Journal Scan – This Month in Other Journals, January 2023
Description
1. Boulenoir N, Turc G, ter Schiphorst A, et al. Should Patients With Acute Minor Ischemic Stroke With Isolated Internal Carotid Artery Occlusion Be Thrombolysed? Stroke. 2022;(November):3304-3312. doi:10.1161/strokeaha.122.039228
Isolated cervical or intracranial internal carotid artery occlusion (iICAo), without associated occlusion of the circle of Willis (ie, without T-shaped, L-shaped, or tandem occlusions), is observed in ≈5% of acute stroke patients admitted in an early time window, with atherosclerosis as the leading cause followed by dissection and cardioembolism. Clinical severity is highly variable, in part as a function of collateral circulation, and patients with iICAo frequently present with minor neurological deficits. Given the lack of evidence derived from randomized controlled trials, the management of acute iICAo remains unclear. The early clinical course of acute iICAo treated or not with reperfusion therapies has been reported in few observational studies, all with small samples, and remains little known. In the 4.5-hour window, international guidelines recommend intravenous thrombolysis (IVT) in the context of disabling ischemic minor stroke in general, whereas an expert consensus from the European Stroke Organization suggests using IVT in nondisabling minor stroke with large vessel occlusion. Regarding iICAo, the authors recently reported a worrying 30% rate of early neurological deterioration (END) occurring within 24 hours following IVT in a multicentric cohort of patients with minor stroke iICAo, which occurred mostly within the first 2 hours from IVT start and was ascribed to artery-to-artery embolism in 3/4th of the cases. These observations led the authors to propose that IVT may foster carotid thrombus fragmentation and subsequent distal embolism and could therefore be deleterious in this situation. However, this study lacked a control group (ie, nonthrombolysed acute minor stroke with iICAo), which limited interpretation.

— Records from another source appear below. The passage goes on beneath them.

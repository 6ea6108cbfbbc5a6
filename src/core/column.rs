// logtail - core/column.rs
//
// Column descriptors: the open, negotiable schema of a log source.
//
// A column is an immutable (id, kind) pair. Sources advertise the columns
// they supply; a reader may request any column, supported or not, and
// receives the column's default for anything the source cannot provide.

use crate::core::model::Level;
use chrono::{DateTime, Duration, Utc};

/// The type of the values a column holds.
#[derive(Debug, Clone, Copy, PartialEq, Eq, Hash)]
pub enum ColumnKind {
    /// Optional row index (`None` means "no such row").
    Index,
    /// Non-negative count, e.g. a line number.
    Number,
    /// Optional text.
    Text,
    /// Optional UTC timestamp.
    Timestamp,
    Level,
    /// Optional id of the merge child that produced a row.
    SourceId,
    /// Whether a row was served from a page cache.
    RetrievalState,
    /// Optional signed time span.
    Duration,
}

/// Immutable identifier of one column.
#[derive(Debug, Clone, Copy, PartialEq, Eq, Hash)]
pub struct ColumnDescriptor {
    id: &'static str,
    kind: ColumnKind,
}

impl ColumnDescriptor {
    pub const fn new(id: &'static str, kind: ColumnKind) -> Self {
        Self { id, kind }
    }

    pub const fn id(&self) -> &'static str {
        self.id
    }

    pub const fn kind(&self) -> ColumnKind {
        self.kind
    }

    /// The value readers see when a source does not supply this column.
    pub fn default_value(&self) -> Value {
        match self.kind {
            ColumnKind::Index => Value::Index(None),
            ColumnKind::Number => Value::Number(0),
            ColumnKind::Text => Value::Text(None),
            ColumnKind::Timestamp => Value::Timestamp(None),
            ColumnKind::Level => Value::Level(Level::Other),
            ColumnKind::SourceId => Value::SourceId(None),
            ColumnKind::RetrievalState => Value::RetrievalState(RetrievalState::NotInSource),
            ColumnKind::Duration => Value::Duration(None),
        }
    }
}

impl std::fmt::Display for ColumnDescriptor {
    fn fmt(&self, f: &mut std::fmt::Formatter<'_>) -> std::fmt::Result {
        f.write_str(self.id)
    }
}

/// Whether a row returned by a page cache was actually cached.
#[derive(Debug, Clone, Copy, PartialEq, Eq, Hash, Default)]
pub enum RetrievalState {
    /// The row lies beyond the end of the source.
    #[default]
    NotInSource,
    /// The row exists but its page is not resident yet.
    NotCached,
    Retrieved,
}

/// A single typed cell value.
#[derive(Debug, Clone, PartialEq)]
pub enum Value {
    Index(Option<usize>),
    Number(usize),
    Text(Option<String>),
    Timestamp(Option<DateTime<Utc>>),
    Level(Level),
    SourceId(Option<usize>),
    RetrievalState(RetrievalState),
    Duration(Option<Duration>),
}

impl Value {
    pub fn kind(&self) -> ColumnKind {
        match self {
            Value::Index(_) => ColumnKind::Index,
            Value::Number(_) => ColumnKind::Number,
            Value::Text(_) => ColumnKind::Text,
            Value::Timestamp(_) => ColumnKind::Timestamp,
            Value::Level(_) => ColumnKind::Level,
            Value::SourceId(_) => ColumnKind::SourceId,
            Value::RetrievalState(_) => ColumnKind::RetrievalState,
            Value::Duration(_) => ColumnKind::Duration,
        }
    }

    pub fn as_index(&self) -> Option<usize> {
        match self {
            Value::Index(i) => *i,
            _ => None,
        }
    }

    pub fn as_number(&self) -> Option<usize> {
        match self {
            Value::Number(n) => Some(*n),
            _ => None,
        }
    }

    pub fn as_text(&self) -> Option<&str> {
        match self {
            Value::Text(t) => t.as_deref(),
            _ => None,
        }
    }

    pub fn as_timestamp(&self) -> Option<DateTime<Utc>> {
        match self {
            Value::Timestamp(t) => *t,
            _ => None,
        }
    }

    pub fn as_level(&self) -> Option<Level> {
        match self {
            Value::Level(l) => Some(*l),
            _ => None,
        }
    }

    pub fn as_source_id(&self) -> Option<usize> {
        match self {
            Value::SourceId(s) => *s,
            _ => None,
        }
    }

    pub fn as_retrieval_state(&self) -> Option<RetrievalState> {
        match self {
            Value::RetrievalState(r) => Some(*r),
            _ => None,
        }
    }

    pub fn as_duration(&self) -> Option<Duration> {
        match self {
            Value::Duration(d) => *d,
            _ => None,
        }
    }
}

/// Merge column lists, keeping the first occurrence of each column.
pub fn union<'a>(lists: impl IntoIterator<Item = &'a [ColumnDescriptor]>) -> Vec<ColumnDescriptor> {
    let mut merged: Vec<ColumnDescriptor> = Vec::new();
    for list in lists {
        for column in list {
            if !merged.contains(column) {
                merged.push(*column);
            }
        }
    }
    merged
}

/// Well-known columns.
pub mod columns {
    use super::{ColumnDescriptor, ColumnKind};

    /// Index of the row in the source being read.
    pub const INDEX: ColumnDescriptor = ColumnDescriptor::new("index", ColumnKind::Index);

    /// Index of the row in the immediate upstream.
    pub const ORIGINAL_INDEX: ColumnDescriptor =
        ColumnDescriptor::new("original_index", ColumnKind::Index);

    /// Index of the logical (possibly multi-line) entry the row belongs to.
    pub const LOG_ENTRY_INDEX: ColumnDescriptor =
        ColumnDescriptor::new("log_entry_index", ColumnKind::Index);

    /// 1-based line number within the source being read.
    pub const LINE_NUMBER: ColumnDescriptor =
        ColumnDescriptor::new("line_number", ColumnKind::Number);

    /// 1-based line number within the file the row came from.
    pub const ORIGINAL_LINE_NUMBER: ColumnDescriptor =
        ColumnDescriptor::new("original_line_number", ColumnKind::Number);

    pub const RAW_CONTENT: ColumnDescriptor =
        ColumnDescriptor::new("raw_content", ColumnKind::Text);

    pub const TIMESTAMP: ColumnDescriptor =
        ColumnDescriptor::new("timestamp", ColumnKind::Timestamp);

    pub const LEVEL: ColumnDescriptor = ColumnDescriptor::new("level", ColumnKind::Level);

    /// Registration ordinal of the merge child a row came from.
    pub const SOURCE_ID: ColumnDescriptor =
        ColumnDescriptor::new("source_id", ColumnKind::SourceId);

    /// File name of the source a row came from.
    pub const DATA_SOURCE_NAME: ColumnDescriptor =
        ColumnDescriptor::new("data_source_name", ColumnKind::Text);

    pub const RETRIEVAL_STATE: ColumnDescriptor =
        ColumnDescriptor::new("retrieval_state", ColumnKind::RetrievalState);

    /// Time since the source's first timestamp.
    pub const ELAPSED_TIME: ColumnDescriptor =
        ColumnDescriptor::new("elapsed_time", ColumnKind::Duration);

    /// Time since the previous row of the same source. `None` for the first
    /// row and whenever either row has no timestamp.
    pub const DELTA_TIME: ColumnDescriptor =
        ColumnDescriptor::new("delta_time", ColumnKind::Duration);

    /// Columns derived from `TIMESTAMP` by the source that orders the rows.
    pub const TIME_DERIVED: &[ColumnDescriptor] = &[ELAPSED_TIME, DELTA_TIME];

    /// Columns every text source supplies.
    pub const MINIMUM: &[ColumnDescriptor] = &[
        INDEX,
        ORIGINAL_INDEX,
        LOG_ENTRY_INDEX,
        LINE_NUMBER,
        ORIGINAL_LINE_NUMBER,
        RAW_CONTENT,
        TIMESTAMP,
        LEVEL,
    ];
}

In this paper, the authors tested the above hypothesis by comparing the incidence and mechanisms of early neurological deterioration within 24 hours (END24h), END within 7 days, and 3-month outcome of patients with acute minor stroke iICAo treated with IVT or antithrombotics only.
189 patients were included (IVT=95; antithrombotics=94 [antiplatelets, n=58, anticoagulants, n=36]) from 34 centers.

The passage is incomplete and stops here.